Gene Cartels

Gene Cartels

Biotech Patents in the Age of Free Trade

Luigi Palombi

Starting with the 13th century, this book explores how patents have been used as an economic protectionist tool, developing and evolving to the point where thousands of patents have been ultimately granted not over inventions, but over isolated or purified biological materials. DNA, invented by no man and once thought to be ‘free to all men and reserved exclusively to none’, has become cartelised in the hands of multinational corporations. The author questions whether the continuing grant of patents can be justified when they are now used to suppress, rather than promote, research and development in the life sciences.
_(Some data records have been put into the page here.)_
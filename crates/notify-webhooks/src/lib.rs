//! Webhook delivery engine.
//!
//! Tenant-scoped endpoint registration, fan-out of fired events to subscribed
//! endpoints, HMAC-SHA256 signed HTTP delivery with a fixed retry schedule,
//! automatic disabling of failing endpoints, and queryable delivery history.

pub mod circuit_breaker;
pub mod config;
pub mod crypto;
pub mod error;
pub mod handlers;
pub mod migrations;
pub mod models;
pub mod openapi;
pub mod repository;
pub mod router;
pub mod scheduler;
pub mod services;
pub mod validation;
pub mod worker;

pub use circuit_breaker::{CircuitBreaker, CircuitBreakerStatus, CircuitState};
pub use config::WebhookConfig;
pub use error::WebhookError;
pub use models::{DeliveryStatus, WebhookEventType};
pub use repository::{
    DeliveryRepository, EndpointRepository, InMemoryDeliveryRepository,
    InMemoryEndpointRepository, PgDeliveryRepository, PgEndpointRepository,
};
pub use router::{webhooks_router, WebhooksState};
pub use scheduler::{DeliveryScheduler, DeliveryTask, TokioScheduler};
pub use services::delivery_worker::DeliveryWorker;
pub use services::dispatcher::Dispatcher;
pub use services::endpoint_service::EndpointService;
pub use services::event_publisher::{EventPublisher, WebhookEvent};
pub use services::history_service::HistoryService;
pub use worker::WebhookWorker;
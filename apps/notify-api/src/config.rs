//! Application configuration loaded from environment variables.
//!
//! Required variables must be present and valid, or the application exits
//! with a clear error message.

use std::env;
use std::time::Duration;

use notify_webhooks::WebhookConfig;
use thiserror::Error;

/// Default WEBHOOK_ENCRYPTION_KEY: 64 hex '4' characters.
pub const INSECURE_WEBHOOK_KEY: &str =
    "4444444444444444444444444444444444444444444444444444444444444444";

/// Application environment mode.
///
/// In `Production` the insecure default encryption key refuses startup.
#[derive(Debug, Clone, Copy, PartialEq, Eq)]
pub enum AppEnvironment {
    Development,
    Production,
}

impl AppEnvironment {
    /// Parse from the `APP_ENV` environment variable value.
    /// Defaults to `Development` if unset or unrecognized.
    pub fn from_env_str(s: &str) -> Self {
        match s.to_lowercase().as_str() {
            "production" | "prod" => Self::Production,
            "development" | "dev" => Self::Development,
            other => {
                tracing::warn!(
                    value = other,
                    "Unrecognized APP_ENV value, defaulting to Development"
                );
                Self::Development
            }
        }
    }

    #[must_use]
    pub fn is_production(&self) -> bool {
        *self == Self::Production
    }
}

impl std::fmt::Display for AppEnvironment {
    fn fmt(&self, f: &mut std::fmt::Formatter<'_>) -> std::fmt::Result {
        match self {
            Self::Development => write!(f, "development"),
            Self::Production => write!(f, "production"),
        }
    }
}

#[derive(Debug, Error)]
pub enum ConfigError {
    #[error("Missing required environment variable: {0}")]
    MissingVar(String),

    #[error("Invalid value for {var}: {message}")]
    InvalidValue { var: String, message: String },

    #[error("Failed to parse port: {0}")]
    InvalidPort(#[from] std::num::ParseIntError),
}

/// Server and delivery engine settings.
#[derive(Debug, Clone)]
pub struct AppConfig {
    pub app_env: AppEnvironment,
    pub database_url: String,
    pub host: String,
    pub port: u16,
    pub rust_log: String,
    pub webhook_encryption_key: [u8; 32],
    pub webhook: WebhookConfig,
}

impl AppConfig {
    /// Load configuration from the environment (and `.env`, if present).
    pub fn from_env() -> Result<Self, ConfigError> {
        let _ = dotenvy::dotenv();

        let app_env = AppEnvironment::from_env_str(
            &env::var("APP_ENV").unwrap_or_else(|_| "development".to_string()),
        );

        let database_url = env::var("DATABASE_URL")
            .map_err(|_| ConfigError::MissingVar("DATABASE_URL".to_string()))?;

        let host = env::var("HOST").unwrap_or_else(|_| "0.0.0.0".to_string());
        let port = env::var("PORT")
            .unwrap_or_else(|_| "8080".to_string())
            .parse::<u16>()?;
        let rust_log = env::var("RUST_LOG").unwrap_or_else(|_| "info".to_string());

        let webhook_encryption_key = parse_hex_encryption_key(
            "WEBHOOK_ENCRYPTION_KEY",
            &env::var("WEBHOOK_ENCRYPTION_KEY")
                .unwrap_or_else(|_| INSECURE_WEBHOOK_KEY.to_string()),
        )?;

        let defaults = WebhookConfig::default();
        let webhook = defaults
            .clone()
            .with_request_timeout(Duration::from_secs(parse_var(
                "WEBHOOK_REQUEST_TIMEOUT_SECS",
                defaults.request_timeout.as_secs(),
            )?))
            .with_disable_threshold(parse_var(
                "WEBHOOK_DISABLE_THRESHOLD",
                defaults.disable_threshold,
            )?)
            .with_max_endpoints(parse_var(
                "WEBHOOK_MAX_ENDPOINTS",
                defaults.max_endpoints_per_tenant,
            )?)
            .with_worker_concurrency(parse_var(
                "WEBHOOK_WORKER_CONCURRENCY",
                defaults.worker_concurrency,
            )?)
            .with_allow_http(parse_var("WEBHOOK_ALLOW_HTTP", false)?)
            .with_allow_internal_hosts(parse_var("WEBHOOK_ALLOW_INTERNAL_HOSTS", false)?);

        Ok(Self {
            app_env,
            database_url,
            host,
            port,
            rust_log,
            webhook_encryption_key,
            webhook,
        })
    }

    /// Check for insecure settings.
    ///
    /// Returns warnings in development; in production any finding is an error.
    pub fn validate_security_config(&self) -> Result<Vec<String>, Vec<String>> {
        let mut issues = Vec::new();

        if self.webhook_encryption_key == [0x44u8; 32] {
            issues.push(
                "WEBHOOK_ENCRYPTION_KEY is using the default insecure value (all 0x44)".to_string(),
            );
        }
        if self.webhook.url_policy.allow_internal_hosts {
            issues.push("WEBHOOK_ALLOW_INTERNAL_HOSTS disables SSRF protection".to_string());
        }

        if self.app_env.is_production() && !issues.is_empty() {
            Err(issues)
        } else {
            Ok(issues)
        }
    }
}

/// Parse an optional variable, falling back to `default` when unset.
fn parse_var<T>(var_name: &str, default: T) -> Result<T, ConfigError>
where
    T: std::str::FromStr,
    T::Err: std::fmt::Display,
{
    match env::var(var_name) {
        Ok(raw) => raw.trim().parse::<T>().map_err(|e| ConfigError::InvalidValue {
            var: var_name.to_string(),
            message: e.to_string(),
        }),
        Err(_) => Ok(default),
    }
}

/// Parse hex-encoded 32-byte encryption key
fn parse_hex_encryption_key(var_name: &str, hex_str: &str) -> Result<[u8; 32], ConfigError> {
    let bytes = hex::decode(hex_str).map_err(|_| ConfigError::InvalidValue {
        var: var_name.to_string(),
        message: "Must be 64 hex characters (32 bytes)".to_string(),
    })?;

    <[u8; 32]>::try_from(bytes.as_slice()).map_err(|_| ConfigError::InvalidValue {
        var: var_name.to_string(),
        message: format!("Expected 32 bytes, got {}", bytes.len()),
    })
}
impl DeliveryWorker {
    /// Create a worker with its own HTTP client.
    ///
    /// # Errors
    ///
    /// Returns `WebhookError::Internal` if the HTTP client cannot be built.
    pub fn new(
        endpoints: Arc<dyn EndpointRepository>,
        deliveries: Arc<dyn DeliveryRepository>,
        scheduler: Arc<dyn DeliveryScheduler>,
        encryption_key: Vec<u8>,
        config: WebhookConfig,
    ) -> Result<Self, WebhookError> {
        let http_client = Client::builder()
            .timeout(config.request_timeout)
            .user_agent(config.user_agent.clone())
            .redirect(reqwest::redirect::Policy::none())
            .build()
            .map_err(|e| WebhookError::Internal(format!("Failed to build HTTP client: {e}")))?;

        let breaker = CircuitBreaker::new(Arc::clone(&endpoints), config.disable_threshold);

        Ok(Self {
            endpoints,
            deliveries,
            scheduler,
            breaker,
            http_client,
            encryption_key,
            config,
        })
    }

    /// Run the attempt described by `task`.
    pub async fn execute(&self, task: DeliveryTask) -> Result<AttemptOutcome, WebhookError> {
        let Some(delivery) = self
            .deliveries
            .find_by_id(task.tenant_id, task.delivery_id)
            .await?
        else {
            tracing::warn!(
                target: "webhook_delivery",
                delivery_id = %task.delivery_id,
                "Delivery not found; dropping task"
            );
            return Ok(AttemptOutcome::Skipped(SkipReason::DeliveryNotFound));
        };

        if !task.is_current(&delivery) {
            tracing::debug!(
                target: "webhook_delivery",
                delivery_id = %delivery.id,
                task_attempt = task.attempt,
                attempt = delivery.attempt,
                status = %delivery.status,
                "Skipping stale delivery task"
            );
            return Ok(AttemptOutcome::Skipped(SkipReason::Stale));
        }

        // Eligibility is re-read for every attempt; the row may have changed
        // since the task was scheduled.
        let endpoint = match self
            .endpoints
            .find_by_id(delivery.tenant_id, delivery.endpoint_id)
            .await?
        {
            Some(ep) if ep.is_eligible() => ep,
            Some(ep) => {
                tracing::info!(
                    target: "webhook_delivery",
                    delivery_id = %delivery.id,
                    endpoint_id = %ep.id,
                    active = ep.active,
                    disabled = ep.disabled_at.is_some(),
                    "Endpoint no longer eligible; abandoning attempt"
                );
                self.abandon(&delivery).await?;
                return Ok(AttemptOutcome::Skipped(SkipReason::EndpointIneligible));
            }
            None => {
                tracing::info!(
                    target: "webhook_delivery",
                    delivery_id = %delivery.id,
                    endpoint_id = %delivery.endpoint_id,
                    "Endpoint deleted; abandoning attempt"
                );
                self.abandon(&delivery).await?;
                return Ok(AttemptOutcome::Skipped(SkipReason::EndpointNotFound));
            }
        };

        let started_at = Utc::now();
        if let Err(e) = self
            .endpoints
            .touch_last_triggered(endpoint.tenant_id, endpoint.id, started_at)
            .await
        {
            tracing::warn!(
                target: "webhook_delivery",
                endpoint_id = %endpoint.id,
                error = %e,
                "Failed to update last_triggered_at"
            );
        }

        let result = self.send(&delivery, &endpoint).await;

        if result.is_success() {
            self.handle_success(&delivery, &endpoint, result).await
        } else {
            self.handle_failure(&delivery, &endpoint, result).await
        }
    }

    /// Leave the row as it is but keep it out of restart recovery.
    async fn abandon(&self, delivery: &WebhookDelivery) -> Result<(), WebhookError> {
        self.deliveries
            .mark_abandoned(delivery.tenant_id, delivery.id, delivery.attempt, Utc::now())
            .await?;
        Ok(())
    }

    /// Build, sign and send the request. Never fails: problems become a
    /// `response_code = 0` result.
    async fn send(&self, delivery: &WebhookDelivery, endpoint: &WebhookEndpoint) -> HttpResult {
        let secret = match crypto::decrypt_secret(&endpoint.secret_encrypted, &self.encryption_key)
        {
            Ok(s) => s,
            Err(e) => {
                tracing::error!(
                    target: "webhook_delivery",
                    delivery_id = %delivery.id,
                    endpoint_id = %endpoint.id,
                    error = %e,
                    "Failed to decrypt endpoint secret"
                );
                return HttpResult::no_response(format!("Failed to decrypt secret: {e}"), 0);
            }
        };

        let body = match serde_json::to_vec(&delivery.payload) {
            Ok(b) => b,
            Err(e) => {
                return HttpResult::no_response(format!("Failed to serialize payload: {e}"), 0);
            }
        };

        let timestamp = Utc::now().timestamp();
        let signature = crypto::sign(&secret, timestamp, &body);

        let start = Instant::now();
        let response = self
            .http_client
            .post(&endpoint.url)
            .header(reqwest::header::CONTENT_TYPE, "application/json")
            .header(crypto::SIGNATURE_HEADER, signature)
            .header(crypto::TIMESTAMP_HEADER, timestamp.to_string())
            .header(crypto::EVENT_ID_HEADER, delivery.event_id.to_string())
            .header(crypto::EVENT_TYPE_HEADER, delivery.event_type.as_str())
            .body(body)
            .send()
            .await;

        match response {
            Ok(response) => {
                let response_code = i32::from(response.status().as_u16());
                let text = response.text().await.unwrap_or_default();
                HttpResult {
                    response_code,
                    response_body: Some(truncate(&text, self.config.response_body_limit)),
                    latency_ms: elapsed_ms(start),
                }
            }
            Err(e) => {
                let error = if e.is_timeout() {
                    format!(
                        "Request timeout ({}s)",
                        self.config.request_timeout.as_secs()
                    )
                } else if e.is_connect() {
                    format!("Connection failed: {e}")
                } else {
                    format!("Request error: {e}")
                };
                HttpResult::no_response(
                    truncate(&error, self.config.response_body_limit),
                    elapsed_ms(start),
                )
            }
        }
    }

    async fn handle_success(
        &self,
        delivery: &WebhookDelivery,
        endpoint: &WebhookEndpoint,
        result: HttpResult,
    ) -> Result<AttemptOutcome, WebhookError> {
        let response_code = result.response_code;
        let update = AttemptUpdate {
            status: DeliveryStatus::Success,
            attempt: delivery.attempt,
            response_code: Some(response_code),
            response_body: result.response_body,
            latency_ms: Some(result.latency_ms),
            delivered_at: Some(Utc::now()),
            next_retry_at: None,
        };

        if !self.record(delivery, update).await? {
            return Ok(AttemptOutcome::Skipped(SkipReason::Superseded));
        }

        tracing::info!(
            target: "webhook_delivery",
            delivery_id = %delivery.id,
            endpoint_id = %endpoint.id,
            tenant_id = %delivery.tenant_id,
            event_id = %delivery.event_id,
            event_type = %delivery.event_type,
            response_code,
            latency_ms = result.latency_ms,
            attempt = delivery.attempt,
            "Webhook delivery succeeded"
        );

        if let Err(e) = self.breaker.record_success(endpoint.tenant_id, endpoint.id).await {
            tracing::error!(
                target: "webhook_delivery",
                endpoint_id = %endpoint.id,
                error = %e,
                "Failed to reset endpoint failure count"
            );
        }

        Ok(AttemptOutcome::Delivered { response_code })
    }

    async fn handle_failure(
        &self,
        delivery: &WebhookDelivery,
        endpoint: &WebhookEndpoint,
        result: HttpResult,
    ) -> Result<AttemptOutcome, WebhookError> {
        let now = Utc::now();
        let response_code = result.response_code;
        let next_retry_at = calculate_next_retry_at(delivery.attempt, now);

        let update = match next_retry_at {
            Some(at) => AttemptUpdate {
                status: DeliveryStatus::Retrying,
                attempt: delivery.attempt + 1,
                response_code: Some(response_code),
                response_body: result.response_body,
                latency_ms: Some(result.latency_ms),
                delivered_at: None,
                next_retry_at: Some(at),
            },
            None => AttemptUpdate {
                status: DeliveryStatus::Failed,
                attempt: delivery.attempt,
                response_code: Some(response_code),
                response_body: result.response_body,
                latency_ms: Some(result.latency_ms),
                delivered_at: None,
                next_retry_at: None,
            },
        };
        let update_status = update.status;
        let next_attempt = update.attempt;

        if !self.record(delivery, update).await? {
            return Ok(AttemptOutcome::Skipped(SkipReason::Superseded));
        }

        tracing::warn!(
            target: "webhook_delivery",
            delivery_id = %delivery.id,
            endpoint_id = %endpoint.id,
            tenant_id = %delivery.tenant_id,
            event_id = %delivery.event_id,
            event_type = %delivery.event_type,
            response_code,
            latency_ms = result.latency_ms,
            attempt = delivery.attempt,
            status = %update_status,
            "Webhook delivery failed"
        );

        if let Some(at) = next_retry_at {
            let task = DeliveryTask {
                tenant_id: delivery.tenant_id,
                delivery_id: delivery.id,
                attempt: next_attempt,
                trigger: TaskTrigger::Retry,
            };
            let delay = (at - now).to_std().unwrap_or_default();
            if let Err(e) = self.scheduler.schedule(task, delay) {
                tracing::error!(
                    target: "webhook_delivery",
                    delivery_id = %delivery.id,
                    error = %e,
                    "Failed to schedule retry; it will be recovered on restart"
                );
            }
        }

        // Counted after the row is written so a lost race is not counted twice.
        if let Err(e) = self.breaker.record_failure(endpoint.tenant_id, endpoint.id).await {
            tracing::error!(
                target: "webhook_delivery",
                endpoint_id = %endpoint.id,
                error = %e,
                "Failed to record failure to circuit breaker"
            );
        }

        Ok(match next_retry_at {
            Some(at) => AttemptOutcome::RetryScheduled {
                next_attempt,
                next_retry_at: at,
            },
            None => AttemptOutcome::Failed { response_code },
        })
    }

    /// Write the attempt; `false` when another invocation already did.
    async fn record(
        &self,
        delivery: &WebhookDelivery,
        update: AttemptUpdate,
    ) -> Result<bool, WebhookError> {
        debug_assert!(delivery.status.can_transition_to(update.status));
        let written = self
            .deliveries
            .record_attempt(delivery.tenant_id, delivery.id, delivery.attempt, update)
            .await?;

        if written.is_none() {
            tracing::info!(
                target: "webhook_delivery",
                delivery_id = %delivery.id,
                attempt = delivery.attempt,
                "Attempt superseded by a concurrent invocation"
            );
        }
        Ok(written.is_some())
    }
}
Chapter 5: The Internationalization and Harmonization of the Patent Systems

Luigi Palombi

Subjects: environment, biotechnology, innovation and technology, biotechnology, law - academic, biotechnology and pharmaceutical law, intellectual property law

Extract

[S]ix billion people, most of whom are poor and battling a crippling disease burden with little or no help from their governments . . . with the amendment in the Indian Patent Act (in effect from January 1, 2005) in compliance with WTO patent laws and TRIPs . . . will no longer be able to [access] cheap generic copies of patented medicines. Dr Yusuf K Hamied, Chairman, Cipla Limited, India, 2005 Despite the Industrial Revolution and the technological innovations which it inspired; the public display of inventions in grand international industry fairs held throughout Europe during the 1840s, 1850s and 1860s; the significant reduction in the cost of patenting inventions in the US and the UK; and the growing economic and political power of corporations in both the US and Europe, by 1873 the patent systems in Europe and the UK were in danger. While the British Empire, then the world’s military and economic superpower, had not yet done away with its patent system, by this time enough questions had been raised about the role of the patent system that free traders were close to getting their way. It was the same in Europe, and it would have taken only a British decision, following the Dutch example in 1869, for a domino effect to have been triggered. In 1873 patents were not considered to be the harbingers of technological innovation that they are today. Rather they were understood to be a policy tool which sought to protect the domestic economy by...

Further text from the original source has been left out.